(RECORDS FOR THE TASK begins)

// SPDX-License-Identifier: BUSL-1.1
// Copyright (c) 2026 Alfred Jean LLC

//! Read-only access to a job's `events.jsonl`, shared by the SSE, log-view,
//! download, and debug-bundle handlers. Writing is `oj_engine::JobLogger`'s
//! job; this side only ever reads the file the worker appends to.

use oj_core::JobLogEntry;
use std::io::BufRead;
use std::path::Path;

pub use oj_engine::bundle::{events_path, samples_dir};

/// Reads every well-formed line of `path`, skipping malformed ones (spec
/// §4.6: "malformed lines are skipped ... so partial log corruption never
/// blocks a view"). Returns an empty vec for a job with no events yet.
pub fn read_all(path: &Path) -> std::io::Result<Vec<JobLogEntry>> {
    if !path.exists() {
        return Ok(Vec::new());
    }
    let file = std::fs::File::open(path)?;
    let reader = std::io::BufReader::new(file);
    let mut entries = Vec::new();
    for line in reader.lines() {
        let line = line?;
        if line.trim().is_empty() {
            continue;
        }
        if let Ok(entry) = serde_json::from_str::<JobLogEntry>(&line) {
            entries.push(entry);
        }
    }
    Ok(entries)
}

pub fn tail(mut entries: Vec<JobLogEntry>, limit: usize) -> Vec<JobLogEntry> {
    let start = entries.len().saturating_sub(limit);
    entries.split_off(start)
}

(RECORDS FOR THE TASK ends)

EXERCISE REQUIREMENTS:
The entries above hold the needed span. Transcribe exactly the lines from the one with "worker appends to." to the one with "malformed ones (spec", both included.

ANSWER TO THE EXERCISE:
//! job; this side only ever reads the file the worker appends to.

use oj_core::JobLogEntry;
use std::io::BufRead;
use std::path::Path;

pub use oj_engine::bundle::{events_path, samples_dir};

/// Reads every well-formed line of `path`, skipping malformed ones (spec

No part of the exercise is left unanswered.